In 5th grade, Mrs. Painter taught us how to write in cursive.* She was a kind-hearted woman but strident in the need to follow rules. Thus, our cursive had to be perfect – the right height for the loop up into the capital P, the whirl at the end of the capital W, the two peaks in the lower case R. I was a rule-follower – still am – so I learned to write in cursive just like Mrs. Painted said we must. I still write that way – two peaks in the R and everything.
Rules give us boundaries. They give us bumpers against which to ram without hurting ourselves too much, and they also force us to think in new ways without their strictures. For that reason, I like them. I appreciate the limits of the sonnet form because it gives me something to play against, lines and breaks and bounces of rhythm that push me to new words and word patterns.
But sometimes, rules can become ligatures by which we snare ourselves into immobility. If we believe that we can ONLY write first thing in the morning but find that time interrupted by the needs of small children, if we are told that “good writers write every day” and then find that we – because of illness or work obligations or the need to till the garden – cannot write for two days, if we try to heed the folks that say write by long-hand only or type your first drafts or dictate your ideas into your phone, we can find ourselves buried in the silence of advice we are holding too tightly and the shame that comes when we feel like we have not lived up to expectations.
Instead, I am learning to hold most advice and guidance very loosely – like a kite’s rope that I am watching soar. Grab it too tight, and I’ll cut my fingers. Let go altogether, and it sails away without me. Thus, I hold it loosely and learn to twist and twirl that string to make that kite whirl and spin with color.
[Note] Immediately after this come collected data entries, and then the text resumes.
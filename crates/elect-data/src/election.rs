//! Short election facts shown next to bodies and offices.

use serde_json::{Map, Value};

/// Returns the first election year not before `current`, stepping from
/// `seed` by `term` years.
///
/// Returns `None` when `term` is zero.
///
/// # Examples
///
/// ```
/// use elect_data::next_election_year;
///
/// assert_eq!(next_election_year(2020, 4, 2023), Some(2024));
/// assert_eq!(next_election_year(2020, 4, 2020), Some(2020));
/// assert_eq!(next_election_year(2030, 4, 2023), Some(2026));
/// ```
#[must_use]
pub const fn next_election_year(seed: i64, term: i64, current: i64) -> Option<i64> {
    if term <= 0 {
        return None;
    }
    let mut year = seed;
    while year >= current {
        year -= term;
    }
    while year < current {
        year += term;
    }
    Some(year)
}

/// Builds the election info list of a source object.
///
/// In order, each when available: `"<n> year term"`, `"<year> next"`, the
/// vote method, and `"partisan"` or `"non-partisan"`.
#[must_use]
pub fn election_info(source: &Map<String, Value>, current_year: i64) -> Vec<String> {
    let term = source.get("term_length").and_then(Value::as_i64).filter(|&n| n != 0);
    let seed = source.get("seed_year").and_then(Value::as_i64);

    let next = term
        .zip(seed)
        .and_then(|(term, seed)| next_election_year(seed, term, current_year));

    let vote_method = source
        .get("vote_method")
        .and_then(Value::as_str)
        .filter(|method| !method.is_empty());

    let partisan = source.get("partisan").and_then(Value::as_bool);

    let mut info = Vec::with_capacity(4);
    if let Some(term) = term {
        info.push(format!("{term} year term"));
    }
    if let Some(year) = next {
        info.push(format!("{year} next"));
    }
    if let Some(method) = vote_method {
        info.push(method.to_owned());
    }
    if let Some(partisan) = partisan {
        info.push(if partisan { "partisan" } else { "non-partisan" }.to_owned());
    }
    info
}

#[cfg(test)]
mod tests {
    use serde_json::json;

    use super::*;

    fn info(value: &Value) -> Vec<String> {
        election_info(value.as_object().unwrap(), 2023)
    }

    #[test]
    fn test_next_election_year_zero_term() {
        assert_eq!(next_election_year(2020, 0, 2023), None);
    }

    #[test]
    fn test_next_election_year_far_past_seed() {
        assert_eq!(next_election_year(1850, 2, 2023), Some(2024));
        assert_eq!(next_election_year(1851, 2, 2023), Some(2023));
    }

    #[test]
    fn test_election_info_full() {
        let source = json!({
            "term_length": 4,
            "seed_year": 2020,
            "vote_method": "ranked choice",
            "partisan": false,
        });
        assert_eq!(
            info(&source),
            ["4 year term", "2024 next", "ranked choice", "non-partisan"]
        );
    }

    #[test]
    fn test_election_info_partial() {
        assert_eq!(info(&json!({"partisan": true})), ["partisan"]);
        assert_eq!(info(&json!({"term_length": 6})), ["6 year term"]);
        assert!(info(&json!({"seed_year": 2020, "vote_method": ""})).is_empty());
    }
}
So if outlines help you write, use outlines. If they don’t, don’t. If it works for you to write at 5am, then do it. If you find that the quiet space at the end of the day is best, write then. Or grab 15 minutes at lunch. Or rent a cabin and go away for three days. If reading books that are akin to your own gives you ideas and encourages you as you write, then read them. If reading books like yours makes you feel inadequate or like a mimic, don’t read them.
If we try to follow all the advice out there, we’ll find our own voices get choked off by the rules. We have to test the wisdom we’re given against our own natures and our own voices and swallow what works and cut free what doesn’t. We have to make our own writing wisdom.
Mrs. Painter was a good teacher. She read us Where the Red Fern Grows every afternoon, and through her voice, I learned how words can rip your hurt with sorrow. But she also ate her potato chips with a fork. So I take her wisdom for how it works for me – books yes, forks full of fried potatoes no – and I make my own way, with my two-peaked Rs intact.
In what ways do you make writing advice – or advice in general – work for you?